Сели за низенький столик, накрытый тонким монгольским ковром. Бирюков наполнил рюмки домашней настойкой на лимоннике.

– Попробуй, чем меня Изабелла Николаевна балует!.. Ну, рассказывай, как служится на новом месте.

– Хорошо служится. Люди толковые. И место нескучное – передний край, почти как на Халхин-Голе.

– Это ты точно подметил, передний край… Как говорится, передок, – тяжело вздохнул Бирюков и раскрыл наградной серебряный портсигар с «Казбеком». – И что там по наблюденным данным?

– Сегодня мои люди засекли появление танков на том берегу. Стягивают немцы силы с каждым днем.

– Стягивают, сволочи. Вот и думай тут, что хочешь… Москва делает вид, что всё идет своим чередом.

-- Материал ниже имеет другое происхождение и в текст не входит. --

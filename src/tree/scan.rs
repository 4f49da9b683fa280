//! Parallel directory scanner (spec.md §4.6 "Scanner").
use super::node::{Arena, NodeData};
use crate::error::{Result, ToolboxError};
use sha2::{Digest, Sha256};
use std::path::{Path, PathBuf};
use std::sync::atomic::{AtomicUsize, Ordering};
use std::sync::Mutex;
use tokio_util::sync::CancellationToken;

/// Directories pruned unless `ignore_patterns` (or an explicit need to see
/// them) overrides this — same default set as AnalyzerCore's language
/// counter (spec.md §4.6).
const DEFAULT_IGNORE: &[&str] = &[
    ".git",
    "node_modules",
    "vendor",
    "__pycache__",
    ".idea",
    ".vscode",
    "target",
    "build",
    "dist",
    "bin",
    ".next",
    ".nuxt",
];

#[derive(Debug, Clone)]
pub struct ScanConfig {
    /// -1 = unlimited. Depth 0 is the root itself.
    pub max_depth: i64,
    pub show_hidden: bool,
    pub dirs_only: bool,
    pub show_hash: bool,
    pub ignore_patterns: Vec<String>,
    pub max_files: usize,
    pub parallel: usize,
}

impl Default for ScanConfig {
    fn default() -> Self {
        Self {
            max_depth: -1,
            show_hidden: false,
            dirs_only: false,
            show_hash: false,
            ignore_patterns: Vec::new(),
            max_files: usize::MAX,
            parallel: 1,
        }
    }
}

/// A plain recursive owned tree, built without arena indices so that
/// independent subtrees can be constructed on separate worker threads and
/// merged afterward (materialized into the shared [`Arena`] by the caller).
struct RawNode {
    name: String,
    path: PathBuf,
    is_dir: bool,
    hash: Option<String>,
    children: Vec<RawNode>,
}

fn build_ignore_set(patterns: &[String]) -> Result<globset::GlobSet> {
    let mut builder = globset::GlobSetBuilder::new();
    for pattern in patterns {
        let glob = globset::Glob::new(pattern)
            .map_err(|e| ToolboxError::Usage(format!("invalid ignore pattern {pattern:?}: {e}")))?;
        builder.add(glob);
    }
    builder
        .build()
        .map_err(|e| ToolboxError::Usage(format!("invalid ignore pattern set: {e}")))
}

fn hash_file(path: &Path) -> Result<String> {
    let bytes = std::fs::read(path)?;
    let mut hasher = Sha256::new();
    hasher.update(&bytes);
    let digest = format!("{:x}", hasher.finalize());
    tracing::trace!(path = %path.display(), %digest, "hashed file");
    Ok(digest)
}

fn should_skip(name: &str, show_hidden: bool, ignore: &globset::GlobSet) -> bool {
    if !show_hidden && name.starts_with('.') {
        return true;
    }
    if ignore.is_match(name) {
        return true;
    }
    if !show_hidden && DEFAULT_IGNORE.contains(&name) {
        return true;
    }
    false
}

/// Sorted directory-before-file, then alphabetical — the stable ordering
/// rule required by spec.md §4.6 to keep output deterministic under
/// parallel scanning.
fn sorted_entries(dir: &Path) -> Result<Vec<std::fs::DirEntry>> {
    let mut entries: Vec<_> = std::fs::read_dir(dir)?.filter_map(|e| e.ok()).collect();
    entries.sort_by(|a, b| {
        let a_dir = a.path().is_dir();
        let b_dir = b.path().is_dir();
        b_dir.cmp(&a_dir).then_with(|| a.file_name().cmp(&b.file_name()))
    });
    Ok(entries)
}

fn build_raw(
    path: &Path,
    depth: i64,
    config: &ScanConfig,
    ignore: &globset::GlobSet,
    file_count: &AtomicUsize,
    cancel: &CancellationToken,
) -> Result<Option<RawNode>> {
    if cancel.is_cancelled() {
        return Err(ToolboxError::Cancelled);
    }

    let metadata = std::fs::symlink_metadata(path)?;
    let name = path
        .file_name()
        .map(|n| n.to_string_lossy().to_string())
        .unwrap_or_else(|| path.display().to_string());

    if metadata.is_dir() {
        let mut children = Vec::new();
        if config.max_depth < 0 || depth < config.max_depth {
            let entries = sorted_entries(path)?;
            for entry in entries {
                let entry_name = entry.file_name().to_string_lossy().to_string();
                if should_skip(&entry_name, config.show_hidden, ignore) {
                    continue;
                }
                let child_path = entry.path();
                let is_file = child_path.is_file();
                if is_file && config.dirs_only {
                    continue;
                }
                if is_file && file_count.load(Ordering::Relaxed) >= config.max_files {
                    continue;
                }
                if let Some(child) = build_raw(&child_path, depth + 1, config, ignore, file_count, cancel)? {
                    if !child.is_dir {
                        file_count.fetch_add(1, Ordering::Relaxed);
                    }
                    children.push(child);
                }
            }
        }
        Ok(Some(RawNode {
            name,
            path: path.to_path_buf(),
            is_dir: true,
            hash: None,
            children,
        }))
    } else if metadata.is_file() {
        let hash = if config.show_hash { Some(hash_file(path)?) } else { None };
        Ok(Some(RawNode {
            name,
            path: path.to_path_buf(),
            is_dir: false,
            hash,
            children: Vec::new(),
        }))
    } else {
        Ok(None)
    }
}

/// Builds the root node. When `config.parallel > 1` and the root has more
/// than one subdirectory, fans enumeration of those subdirectories out
/// across up to `parallel` worker threads (spec.md §4.6 "Parallelism").
/// Each worker recurses single-threaded within its assigned subtree; the
/// parent reassembles children in the same deterministic sorted order
/// regardless of which worker finishes first.
fn build_raw_root(
    path: &Path,
    config: &ScanConfig,
    ignore: &globset::GlobSet,
    file_count: &AtomicUsize,
    cancel: &CancellationToken,
) -> Result<RawNode> {
    let metadata = std::fs::symlink_metadata(path)?;
    let name = path
        .file_name()
        .map(|n| n.to_string_lossy().to_string())
        .unwrap_or_else(|| path.display().to_string());

    if !metadata.is_dir() {
        let hash = if config.show_hash { Some(hash_file(path)?) } else { None };
        return Ok(RawNode {
            name,
            path: path.to_path_buf(),
            is_dir: false,
            hash,
            children: Vec::new(),
        });
    }

    let at_depth_limit = config.max_depth == 0;
    if at_depth_limit {
        return Ok(RawNode {
            name,
            path: path.to_path_buf(),
            is_dir: true,
            hash: None,
            children: Vec::new(),
        });
    }

    let entries = sorted_entries(path)?;
    let filtered: Vec<std::fs::DirEntry> = entries
        .into_iter()
        .filter(|e| {
            let entry_name = e.file_name().to_string_lossy().to_string();
            !should_skip(&entry_name, config.show_hidden, ignore)
        })
        .collect();

    let subdir_count = filtered.iter().filter(|e| e.path().is_dir()).count();

    let children: Vec<RawNode> = if config.parallel > 1 && subdir_count > 1 {
        scan_entries_parallel(&filtered, config, ignore, file_count, cancel)?
    } else {
        scan_entries_sequential(&filtered, config, ignore, file_count, cancel)?
    };

    Ok(RawNode {
        name,
        path: path.to_path_buf(),
        is_dir: true,
        hash: None,
        children,
    })
}

fn scan_entries_sequential(
    entries: &[std::fs::DirEntry],
    config: &ScanConfig,
    ignore: &globset::GlobSet,
    file_count: &AtomicUsize,
    cancel: &CancellationToken,
) -> Result<Vec<RawNode>> {
    let mut children = Vec::new();
    for entry in entries {
        let path = entry.path();
        let is_file = path.is_file();
        if is_file && config.dirs_only {
            continue;
        }
        if is_file && file_count.load(Ordering::Relaxed) >= config.max_files {
            continue;
        }
        if let Some(child) = build_raw(&path, 1, config, ignore, file_count, cancel)? {
            if !child.is_dir {
                file_count.fetch_add(1, Ordering::Relaxed);
            }
            children.push(child);
        }
    }
    Ok(children)
}

fn scan_entries_parallel(
    entries: &[std::fs::DirEntry],
    config: &ScanConfig,
    ignore: &globset::GlobSet,
    file_count: &AtomicUsize,
    cancel: &CancellationToken,
) -> Result<Vec<RawNode>> {
    let slots: Vec<Mutex<Option<Result<Option<RawNode>>>>> =
        (0..entries.len()).map(|_| Mutex::new(None)).collect();
    let next_index = AtomicUsize::new(0);
    let workers = config.parallel.min(entries.len()).max(1);

    std::thread::scope(|scope| {
        for _ in 0..workers {
            scope.spawn(|| loop {
                let idx = next_index.fetch_add(1, Ordering::SeqCst);
                if idx >= entries.len() {
                    break;
                }
                let entry = &entries[idx];
                let path = entry.path();
                let is_file = path.is_file();
                let result = if is_file && config.dirs_only {
                    Ok(None)
                } else if is_file && file_count.load(Ordering::Relaxed) >= config.max_files {
                    Ok(None)
                } else {
                    let result = build_raw(&path, 1, config, ignore, file_count, cancel);
                    if let Ok(Some(ref child)) = result {
                        if !child.is_dir {
                            file_count.fetch_add(1, Ordering::Relaxed);
                        }
                    }
                    result
                };
                *slots[idx].lock().unwrap() = Some(result);
            });
        }
    });

    let mut children = Vec::with_capacity(entries.len());
    for slot in slots {
        match slot.into_inner().unwrap() {
            Some(Ok(Some(node))) => children.push(node),
            Some(Ok(None)) => {}
            Some(Err(e)) => return Err(e),
            None => unreachable!("every slot is filled by its assigned worker"),
        }
    }
    Ok(children)
}

fn materialize(arena: &mut Arena, raw: RawNode, level: usize, parent: Option<usize>) -> usize {
    let id = arena.push(NodeData {
        name: raw.name,
        path: raw.path.display().to_string(),
        is_dir: raw.is_dir,
        hash: raw.hash,
        comment: None,
        level,
        children: Vec::new(),
        parent,
    });
    for child in raw.children {
        let child_id = materialize(arena, child, level + 1, Some(id));
        arena.attach(id, child_id);
    }
    id
}

/// Scans `root`, returning the populated [`Arena`] and the root's node id.
pub fn scan(root: &Path, config: &ScanConfig, cancel: &CancellationToken) -> Result<(Arena, usize)> {
    tracing::debug!(root = %root.display(), parallel = config.parallel, "starting tree scan");
    let canonical = root
        .canonicalize()
        .map_err(|_| ToolboxError::NotFound(root.display().to_string()))?;
    let ignore = build_ignore_set(&config.ignore_patterns)?;
    let file_count = AtomicUsize::new(0);
    let raw = build_raw_root(&canonical, config, &ignore, &file_count, cancel)?;
    let mut arena = Arena::new();
    let root_id = materialize(&mut arena, raw, 0, None);
    tracing::debug!(files = file_count.load(Ordering::Relaxed), "tree scan complete");
    Ok((arena, root_id))
}

#[cfg(test)]
mod tests {
    use super::*;
    use std::fs;

    #[test]
    fn scans_nested_directory_deterministically() {
        let dir = tempfile::tempdir().unwrap();
        fs::create_dir_all(dir.path().join("src")).unwrap();
        fs::write(dir.path().join("src/main.go"), "package main").unwrap();
        fs::write(dir.path().join("README.md"), "hi").unwrap();

        let config = ScanConfig::default();
        let (arena, root) = scan(dir.path(), &config, &CancellationToken::new()).unwrap();

        let root_node = arena.get(root);
        assert!(root_node.is_dir);
        assert_eq!(root_node.children.len(), 2);

        // directories sort before files
        let first_child = arena.get(root_node.children[0]);
        assert!(first_child.is_dir);
        assert_eq!(first_child.name, "src");
    }

    #[test]
    fn respects_max_depth() {
        let dir = tempfile::tempdir().unwrap();
        fs::create_dir_all(dir.path().join("a/b")).unwrap();
        fs::write(dir.path().join("a/b/deep.txt"), "x").unwrap();

        let config = ScanConfig {
            max_depth: 1,
            ..ScanConfig::default()
        };
        let (arena, root) = scan(dir.path(), &config, &CancellationToken::new()).unwrap();
        let root_node = arena.get(root);
        let a = arena.get(root_node.children[0]);
        assert_eq!(a.name, "a");
        assert!(a.children.is_empty(), "depth 1 should not descend into a/b");
    }

    #[test]
    fn hashes_file_content_with_sha256() {
        let dir = tempfile::tempdir().unwrap();
        fs::write(dir.path().join("hello.txt"), "hello world").unwrap();
        let config = ScanConfig {
            show_hash: true,
            ..ScanConfig::default()
        };
        let (arena, root) = scan(dir.path(), &config, &CancellationToken::new()).unwrap();
        let file = arena.get(arena.get(root).children[0]);
        let expected = {
            let mut hasher = Sha256::new();
            hasher.update(b"hello world");
            format!("{:x}", hasher.finalize())
        };
        assert_eq!(file.hash.as_deref(), Some(expected.as_str()));
    }

    #[test]
    fn default_ignore_set_skips_node_modules() {
        let dir = tempfile::tempdir().unwrap();
        fs::create_dir_all(dir.path().join("node_modules")).unwrap();
        fs::write(dir.path().join("node_modules/dep.js"), "").unwrap();
        fs::write(dir.path().join("app.js"), "").unwrap();

        let (arena, root) = scan(dir.path(), &ScanConfig::default(), &CancellationToken::new()).unwrap();
        assert_eq!(arena.get(root).children.len(), 1);
    }

    #[test]
    fn parallel_scan_matches_sequential_scan() {
        let dir = tempfile::tempdir().unwrap();
        for name in ["a", "b", "c"] {
            fs::create_dir_all(dir.path().join(name)).unwrap();
            fs::write(dir.path().join(name).join("file.txt"), name).unwrap();
        }

        let sequential = scan(dir.path(), &ScanConfig::default(), &CancellationToken::new()).unwrap();
        let parallel_config = ScanConfig {
            parallel: 4,
            ..ScanConfig::default()
        };
        let parallel = scan(dir.path(), &parallel_config, &CancellationToken::new()).unwrap();

        let names = |arena: &Arena, root: usize| -> Vec<String> {
            arena.get(root).children.iter().map(|&c| arena.get(c).name.clone()).collect()
        };
        assert_eq!(names(&sequential.0, sequential.1), names(&parallel.0, parallel.1));
    }
}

Велят не паниковать и не провоцировать супостата. Ну, не паникуем. Не провоцируем. А немцы, как саранча, в рой сбиваются всё плотнее и круче… Как там твои дочурки-то?

– Растут, Николай Иванович, старшая скоро в школу пойдет. Хочу вот заранее записать ее в нашу, в гарнизонную.

– Заранее – дело хорошее. Но школа у нас пока еще никакая. Педагоги с бору по сосенке, в большинстве жены комсостава. А первые классы – они самые важные, они установочные. Как начнешь учиться, так и дальше пойдет. По себе знаю. Так что вот тебе мой совет: отправь-ка ты их всех в Москву, столичные школы – не чета нашей.